Et si, de surcroît, voter c’était souvent s’abstenir de penser ?
De manière paradoxale, l’abstention n’est sans doute pas là où on la situe communément.
Que valent ces près de 57% de non-votants aux élections européennes ? A eux seuls ils forment une majorité. Leur abstention est-elle autre chose qu’une marque d’intransigeance face à l’enjeu, en même temps qu’un refus des minables dérives de la vie politique ? Ne pas accepter de jouer à un jeu dont les règles sont inconvenantes, ne veut surtout pas dire un désintérêt pour le jeu en général.
Tant qu’une remise en question fondamentale des pratiques et des procédures ne sera pas intervenue, il est clair que le refus de participer, le refus de se faire complice, est la seule attitude responsable qui vaille. Non pas abstention, mais boycott résolu.

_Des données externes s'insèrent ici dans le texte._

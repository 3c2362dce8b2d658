//! Middleware for step execution.
//!
//! A middleware decorates a step handler at registration time: it receives
//! the next handler in the chain and returns a new handler wrapping it. The
//! wrapper may run code before or after `next`, call it several times, or not
//! call it at all.

mod instrumentation;
mod logging;
mod retry;

pub use instrumentation::{
    InMemoryCollector, Instrumentation, InstrumentationConfig, MetricsCollector, StepMetrics,
};
pub use logging::{LogLevel, Logging, LoggingConfig};
pub use retry::{
    BackoffStrategy, JitterStrategy, OnRetry, Retry, RetryConfig, RETRY_EXHAUSTED_CATEGORY,
};

use crate::core::FlowResult;
use crate::steps::{SharedHandler, StepHandler};
use serde::de::DeserializeOwned;
use serde::Serialize;
use serde_json::Value;
use std::collections::HashMap;
use std::fmt;
use std::sync::Arc;
use tracing::warn;

/// Options supplied alongside a middleware registration.
pub type MiddlewareOptions = HashMap<String, Value>;

/// Trait for step middleware.
pub trait Middleware: Send + Sync {
    /// Wraps `next`, returning the handler that will run in its place.
    fn wrap(&self, next: SharedHandler, options: &MiddlewareOptions) -> SharedHandler;

    /// A short name used in logs.
    fn name(&self) -> &str {
        "middleware"
    }
}

/// A middleware built from a closure.
///
/// ```
/// use std::sync::Arc;
/// use stepflow::middleware::FnMiddleware;
/// use stepflow::prelude::*;
///
/// let tagging = FnMiddleware::new(|next: SharedHandler, _options: &MiddlewareOptions| {
///     let wrapped: SharedHandler =
///         Arc::new(move |r: FlowResult| next.call(r).with_context("tagged", true));
///     wrapped
/// });
///
/// let pipeline = Pipeline::new()
///     .use_middleware(tagging)
///     .step("noop", |r: FlowResult| Ok(r));
///
/// let output = pipeline.call(FlowResult::new(0));
/// assert_eq!(output.get_context("tagged"), Some(&serde_json::json!(true)));
/// ```
pub struct FnMiddleware<F> {
    f: F,
}

impl<F> FnMiddleware<F>
where
    F: Fn(SharedHandler, &MiddlewareOptions) -> SharedHandler + Send + Sync,
{
    /// Creates a middleware from a closure.
    pub fn new(f: F) -> Self {
        Self { f }
    }
}

impl<F> Middleware for FnMiddleware<F>
where
    F: Fn(SharedHandler, &MiddlewareOptions) -> SharedHandler + Send + Sync,
{
    fn wrap(&self, next: SharedHandler, options: &MiddlewareOptions) -> SharedHandler {
        (self.f)(next, options)
    }

    fn name(&self) -> &str {
        "fn"
    }
}

impl<F> fmt::Debug for FnMiddleware<F> {
    fn fmt(&self, f: &mut fmt::Formatter<'_>) -> fmt::Result {
        f.debug_struct("FnMiddleware").finish_non_exhaustive()
    }
}

/// A middleware together with the options it was registered with.
#[derive(Clone)]
pub(crate) struct Registration {
    middleware: Arc<dyn Middleware>,
    options: MiddlewareOptions,
}

impl Registration {
    pub(crate) fn new(middleware: Arc<dyn Middleware>, options: MiddlewareOptions) -> Self {
        Self { middleware, options }
    }
}

impl fmt::Debug for Registration {
    fn fmt(&self, f: &mut fmt::Formatter<'_>) -> fmt::Result {
        f.debug_struct("Registration")
            .field("middleware", &self.middleware.name())
            .field("options", &self.options)
            .finish()
    }
}

/// A handler that remembers the step name across middleware layers.
struct Named {
    name: String,
    inner: SharedHandler,
}

impl StepHandler for Named {
    fn call(&self, result: FlowResult) -> FlowResult {
        self.inner.call(result)
    }

    fn name(&self) -> Option<&str> {
        Some(&self.name)
    }
}

fn named(name: &str, handler: SharedHandler) -> SharedHandler {
    if handler.name() == Some(name) {
        return handler;
    }
    Arc::new(Named {
        name: name.to_string(),
        inner: handler,
    })
}

/// Wraps `handler` in every registration. The first registration ends up
/// outermost. Every layer, the innermost handler included, reports `name`.
pub(crate) fn apply_middleware(
    name: &str,
    handler: SharedHandler,
    registrations: &[Registration],
) -> SharedHandler {
    registrations
        .iter()
        .rev()
        .fold(named(name, handler), |next, registration| {
            named(name, registration.middleware.wrap(next, &registration.options))
        })
}

/// Overlays registration options onto a middleware's own config.
///
/// Unknown keys are ignored. Options that do not fit the config are logged
/// and the base config is returned unchanged.
pub(crate) fn overlay_options<T>(base: &T, options: &MiddlewareOptions, middleware: &str) -> T
where
    T: Serialize + DeserializeOwned + Clone,
{
    if options.is_empty() {
        return base.clone();
    }

    let merged = match serde_json::to_value(base) {
        Ok(Value::Object(mut fields)) => {
            for (key, value) in options {
                if fields.contains_key(key) {
                    fields.insert(key.clone(), value.clone());
                }
            }
            Value::Object(fields)
        }
        _ => return base.clone(),
    };

    match serde_json::from_value(merged) {
        Ok(config) => config,
        Err(e) => {
            warn!(middleware = %middleware, error = %e, "Ignoring invalid middleware options");
            base.clone()
        }
    }
}
//! Purpose: Name the two published datasets and their storage/presentation labels.
//! Exports: `Dataset`.
//! Role: Single table of per-dataset strings used by sources, renderers, and the CLI.
//! Invariants: Table names, CSV labels, and JSON keys are part of the public contract.

use std::fmt;
use std::str::FromStr;

use crate::core::error::{Error, ErrorKind};

#[derive(Clone, Copy, Debug, Eq, Hash, PartialEq)]
pub enum Dataset {
    FxRates,
    InterestRates,
}

impl Dataset {
    pub fn table(self) -> &'static str {
        match self {
            Dataset::FxRates => "fact_fx_rates_daily",
            Dataset::InterestRates => "fact_interest_rates_daily",
        }
    }

    /// Section label in combined CSV documents.
    pub fn label(self) -> &'static str {
        match self {
            Dataset::FxRates => "FX_Rates",
            Dataset::InterestRates => "Interest_Rates",
        }
    }

    /// Key in combined JSON documents and fixture files.
    pub fn json_key(self) -> &'static str {
        match self {
            Dataset::FxRates => "fx_rates",
            Dataset::InterestRates => "interest_rates",
        }
    }

    pub fn name(self) -> &'static str {
        match self {
            Dataset::FxRates => "fx",
            Dataset::InterestRates => "interest",
        }
    }
}

impl fmt::Display for Dataset {
    fn fmt(&self, f: &mut fmt::Formatter<'_>) -> fmt::Result {
        f.write_str(self.name())
    }
}

impl FromStr for Dataset {
    type Err = Error;

    fn from_str(value: &str) -> Result<Self, Self::Err> {
        match value {
            "fx" | "fx_rates" | "fx-rates" => Ok(Dataset::FxRates),
            "interest" | "interest_rates" | "interest-rates" => Ok(Dataset::InterestRates),
            _ => Err(Error::new(ErrorKind::Usage)
                .with_message(format!("unknown dataset '{value}'"))
                .with_hint("Use one of: fx, interest.")),
        }
    }
}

La notion de moindre mal, par laquelle le mal est notoirement admis comme une constante incontournable, n’est que l’expression d’une démission.
Qu’advienne vite le temps d’une reprise en main, de l’élaboration de perspectives à long terme, claires et intelligibles, d’un remodelage d’institutions complètement moisies, pourries jusqu’à l’os ! Et alors, espérons-le, le vote reprendra des couleurs.